Para resumir, aprendí y soy de la opinión de que aunque la ciencia intente ser aséptica, imparcial y objetiva, está enmarcada en sistemas socioculturales con tendencias específicas, y los científicos no se pueden separar de su elemento observador. Entonces me pregunto, tal como he aprendido también en el master que realicé, al estar atento a las motivaciones: ¿cuál es la intención de estos investigadores?, ¿qué buscaban con este estudio? Presiento que era averiguar si existe una base para apoyar la idea de que los humanos tenemos un sistema innato (más allá de las influencias sociales de aquellos que rodean y moldean el crecimiento del infante) para detectar quiénes son parecidos a nosotros y quiénes no.
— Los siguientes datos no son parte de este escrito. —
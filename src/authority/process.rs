// Label authority launcher.
//
// When LABELER_COMMAND is configured, the relay starts the labeler itself and
// hands it the service identity and signing key through its environment.
// Both values are passed through untouched. The child is killed when the
// handle is dropped, so it never outlives the relay.

use std::future::Future;
use std::process::{ExitStatus, Stdio};

use anyhow::{Context, Result};
use tokio::process::{Child, Command};
use tracing::{error, info};

use crate::config::{Config, LabelerCommand, LABELER_PORT};

/// Environment variable names the labeler reads at startup.
pub const ENV_DID: &str = "LABELER_DID";
pub const ENV_SIGNING_KEY: &str = "LABELER_SIGNING_KEY";
pub const ENV_PORT: &str = "LABELER_PORT";

/// A running label authority child process.
pub struct LabelerProcess {
    child: Child,
}

impl LabelerProcess {
    /// Launch the configured labeler command.
    pub fn spawn(command: &LabelerCommand, did: &str, signing_key: &str) -> Result<Self> {
        let mut cmd = Command::new(&command.program);
        cmd.args(&command.args)
            .envs(labeler_env(did, signing_key))
            .stdin(Stdio::null())
            .kill_on_drop(true);

        let child = cmd
            .spawn()
            .with_context(|| format!("Failed to launch labeler: {}", command.program))?;

        info!(
            program = %command.program,
            pid = ?child.id(),
            port = LABELER_PORT,
            "Label authority started"
        );

        Ok(Self { child })
    }

    /// Launch the labeler if the config asks for one.
    pub fn spawn_from_config(config: &Config) -> Result<Option<Self>> {
        config
            .labeler_command
            .as_ref()
            .map(|command| Self::spawn(command, &config.labeler_did, &config.labeler_signing_key))
            .transpose()
    }

    /// Wait for the labeler to exit.
    pub async fn wait(&mut self) -> Result<ExitStatus> {
        self.child
            .wait()
            .await
            .context("Failed to wait on labeler process")
    }

    /// Stop the labeler and reap it.
    pub async fn shutdown(mut self) -> Result<()> {
        // start_kill errors if the child already exited, which is fine here
        let _ = self.child.start_kill();
        self.child
            .wait()
            .await
            .context("Failed to reap labeler process")?;
        Ok(())
    }
}

/// Why the relay stopped serving.
#[derive(Debug, Clone, PartialEq, Eq)]
pub enum StopReason {
    /// Operator asked for shutdown (Ctrl+C / SIGTERM).
    Signal,
    /// The relay-launched labeler went away; carries its exit status or the
    /// wait error.
    LabelerExited(String),
}

/// Wait for `signal`, or for a relay-launched labeler to exit, whichever
/// comes first. A labeler still running when the signal fires is stopped.
pub async fn supervise<F>(labeler: Option<LabelerProcess>, signal: F) -> StopReason
where
    F: Future<Output = ()>,
{
    let Some(mut labeler) = labeler else {
        signal.await;
        return StopReason::Signal;
    };

    let exited = tokio::select! {
        _ = signal => None,
        status = labeler.wait() => Some(match status {
            Ok(status) => status.to_string(),
            Err(e) => e.to_string(),
        }),
    };

    match exited {
        Some(detail) => {
            error!(detail = %detail, "Label authority exited, shutting down");
            StopReason::LabelerExited(detail)
        }
        None => {
            if let Err(e) = labeler.shutdown().await {
                error!(error = %e, "Failed to stop label authority");
            }
            StopReason::Signal
        }
    }
}

/// Environment handed to the labeler. Identity and key are opaque strings.
pub fn labeler_env(did: &str, signing_key: &str) -> Vec<(&'static str, String)> {
    vec![
        (ENV_DID, did.to_string()),
        (ENV_SIGNING_KEY, signing_key.to_string()),
        (ENV_PORT, LABELER_PORT.to_string()),
    ]
}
Y más allá de eso, si existe una justificación para percibir cierto placer en que a los que sentimos como diferentes les ocurran desgracias, y viceversa: si se siente agrado por las personas que se perciben o sienten como similares y las cosas buenas que les suceden.


Debo decir que no me sorprenden tanto los resultados de esta investigación, parece sensato que exista algún tipo de “pack” genético que dote a los infantes de mecanismos para afianzarse a aquellos que consideran iguales y sentir rechazo ante los diferentes; sería algo así como una salvaguarda genética para los integrantes de cierto grupo social. Sí me sorprende, en cambio, que sea desde tan pequeños y que se logre manifestar tan claramente.


Opino también que vivimos en un mundo en que lo políticamente correcto se ha impuesto como una espada de Damocles para muchas sociedades. Pienso entonces que este estudio alude indirectamente a un tabú humano: el goce por el displacer ajeno (sobre todo en el caso de personas distintas a la que realiza dicha evaluación). Hay ejemplos de esto, desde los más simples y sublimados (alegrarse por la pérdida de un equipo rival en el fútbol, por ejemplo) hasta los más trágicos y psicopáticos (como el goce de los nazis al aniquilar a los judíos), por lo que el hecho en sí no es lo cuestionable, sino el cómo se manifiesta.


Muchas investigaciones científicas se proponen como objetivas y carentes de moral, ética, opinión o postura ideológica. Pero he aprendido que la neutralidad también es una postura política e ideológica, entonces, lo que reflexiono es… ¿qué aprendo de este estudio?, ¿cae en la simple anécdota curiosa del comportamiento humano o tiene una utilidad? Me decanto por esta última opción. Quizás este estudio me ayuda a comprender que hay algo innato en el disfrute por el displacer ajeno, y como tal validárselo a los pacientes que lo manifiesten con vergüenza, inundados por los mandamientos de lo políticamente correcto, que roza a su vez con los mandamientos superyoicos que pudieran llegar a ser excesivos. Me hace ser atento a este fenómeno humano y entenderlo con una mayor información, que es al final por lo que yo creo que se mueven este tipo de estudios: entender al humano. Mientras más y mejor comprendamos los fenómenos psicológicos, mayores beneficios le podremos brindar a nuestros pacientes.